アドレスを入力し、"Send"ボタンをクリックして一度データが取得できるか確認します。
正常に取得できると、JSONタブに、XMLから変換されたJSONデータが表示されます。
※Proxy環境下のPCではエラーになる場合があるのでご注意ください。
データとしては、テーブルのように配列データとしたいので、Transformerタブで、取得したい部分の配列データに絞り込みます。
return data.channel.item
再度 "Send"ボタンを押すと一行分のデータが認識されました。
Schemaタブでも記事の各フィールドが認識されていることが確認できます。
同様に"Add Query"からDNPトピックスも登録します。
DNP 大日本印刷 トピックス
http://www.dnp.co.jp/rss_cms/topics_jp.xml
DNPトピックスも登録が完了したら、2つのデータが登録されていることを確認します。
これでデータの準備ができました。
画面の作成
画面は、designタブを選択して作成してきます。ツールバーからDataProviderを選択します。
DataProviderと、先ほど作成したRESTデータを紐づけます。
DataProviderの下に繰り返しとなるRepeaterを追加します。
Repeaterの下にCardを追加します。Cardは、タイトル、画像、サブタイトル、説明、リンクがセットになったようなコンポーネントです。
Cardのタイトルに、データのタイトルを紐づけます。
そのほかの項目SubTitleに記事の日時を紐づけます。
記事のページにリンクするボタンを追加します。
レイアウトを軽く調整します。
プレビューボタンで確認してみましょう。
ページの追加
ニュースページが作成できましたので、次にトピックページを追加します。
まずはメニューを追加するため、Layoutsを開き、Configure Linksをクリックします。

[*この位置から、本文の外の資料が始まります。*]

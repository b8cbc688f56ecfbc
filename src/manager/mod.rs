//! Qubit allocation and release-with-safety-check (C7).

use crate::error::{Error, Result};
use crate::simulator::Simulator;
use crate::types::QubitHandle;

/// A per-scope set of live qubit handles (Design Notes §9: a process-wide
/// manager is explicitly flagged as needing re-architecture; `qscope`
/// confines one manager to each [`scope::run`](crate::scope::run) call).
///
/// Live slots are tracked with a bitset plus a per-slot generation counter,
/// so a released slot can be reused by a later `allocate()` without an old,
/// already-released handle comparing equal to the new one.
pub struct QubitManager {
    live: Vec<bool>,
    generations: Vec<u64>,
    freelist: Vec<u32>,
}

impl QubitManager {
    pub fn new() -> Self {
        QubitManager {
            live: Vec::new(),
            generations: Vec::new(),
            freelist: Vec::new(),
        }
    }

    /// Mints a fresh opaque identity, reusing a released slot's index when
    /// one is available and bumping its generation so the old handle can
    /// never compare equal to the new one.
    pub fn allocate(&mut self) -> QubitHandle {
        if let Some(slot) = self.freelist.pop() {
            self.live[slot as usize] = true;
            self.generations[slot as usize] += 1;
            return QubitHandle {
                slot,
                generation: self.generations[slot as usize],
            };
        }
        let slot = self.live.len() as u32;
        self.live.push(true);
        self.generations.push(1);
        QubitHandle {
            slot,
            generation: 1,
        }
    }

    /// Allocates `count` handles in order, e.g. for a scope's initial `N`.
    pub fn allocate_many(&mut self, count: usize) -> Vec<QubitHandle> {
        (0..count).map(|_| self.allocate()).collect()
    }

    /// `IsAllocated(h)` — a foreign identity (never minted by this manager,
    /// or already released) always answers false.
    pub fn is_allocated(&self, handle: QubitHandle) -> bool {
        let slot = handle.slot as usize;
        slot < self.live.len() && self.live[slot] && self.generations[slot] == handle.generation
    }

    /// `Release(h, simulator)`. Fails unless `simulator.is_zero(h)`; only a
    /// successful release removes `h` from the live set.
    pub fn release(&mut self, handle: QubitHandle, simulator: &Simulator) -> Result<()> {
        if !self.is_allocated(handle) {
            return Err(Error::UsageError(handle));
        }
        if !simulator.is_zero(handle) {
            return Err(Error::ReleaseError(handle));
        }
        self.live[handle.slot as usize] = false;
        self.freelist.push(handle.slot);
        Ok(())
    }

    pub fn validate(&self, handle: QubitHandle) -> Result<()> {
        if self.is_allocated(handle) {
            Ok(())
        } else {
            Err(Error::UsageError(handle))
        }
    }
}

impl Default for QubitManager {
    fn default() -> Self {
        Self::new()
    }
}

リンクを追加し、URLのパスを仮に/topicとして設定し保存します。
Screenタブに戻り、先ほど作成したニュースのスクリーンを複製します。
先ほど仮に設定したパスを入力しDuplicateをクリックします。
複製されたスクリーンの、DataProviderのデータを変更すると、下位のコンポーネントへもある程度自動的に反映されます。ついでに各コンポーネントの名称もそれっぽく変更します。
いったんプレビューしてみましょう。
※RSSおよびRSSのリンク先に掲載している個々の文章、写真、その他一切の著作物の著作権は、DNPグループまたは原著作者その他の権利者に帰属します。
デプロイ
動作に問題がないようであれば、右上のPublishボタンを押してデプロイします。
発行先のリンクを確認します。
ニュースリーダーが完成しました。
※RSSおよびRSSのリンク先に掲載している個々の文章、写真、その他一切の著作物の著作権は、DNPグループまたは原著作者その他の権利者に帰属します。
認証 / アクセス権限
作成したアプリケーションに外部や、別のブラウザでアクセスすると認証画面が表示されます。
これは、アプリケーションを作成したスクリーンや、データプロバイダが、認証付きの設定になっているためです。
認証を外すには、各データソースのAccessLevelをPublicに変更し、再デプロイします。
認証をそのままにアカウントを追加したい場合は、BudibaseのUsersメニューからユーザを追加します。
運用
実際の運用を想定すると、任意のドメインを設定したリバースプロキシ、またはロードバランサをフロントに構え http://localhost:10000/app/my-rss へつなぐように構成するなどが検討されます。
またスケーリングまで想定すると、Kubernetesによる構成での運用が必要になると思います。
詳細は公式ドキュメントが充実していますので、興味ある方はチェックしてみてください。
https://docs.budibase.com/docs
さいごに
商用/クラウドサービスのローコードプラットフォームもいろいろあるので、ツール選びには苦労するかと思いますが開発を始める場合のポイントとしては、
-
ある程度簡単に使えるか
- UIがわかりづらい、設定が多いなどは、本末転倒
-
要件をそのプラットフォームで満たすことができるか
- ドキュメントをよく読み、機能や操作感を覚える
- なるべく簡単なチュートリアルからはじめて、徐々にやれることを覚えていく
- コーディングによって拡張することができる範囲を理解しておく
機会があれば他のツールなども試していきたいと思います。
こっちのほうが人気だよとかあれば教えてくれると嬉しいです。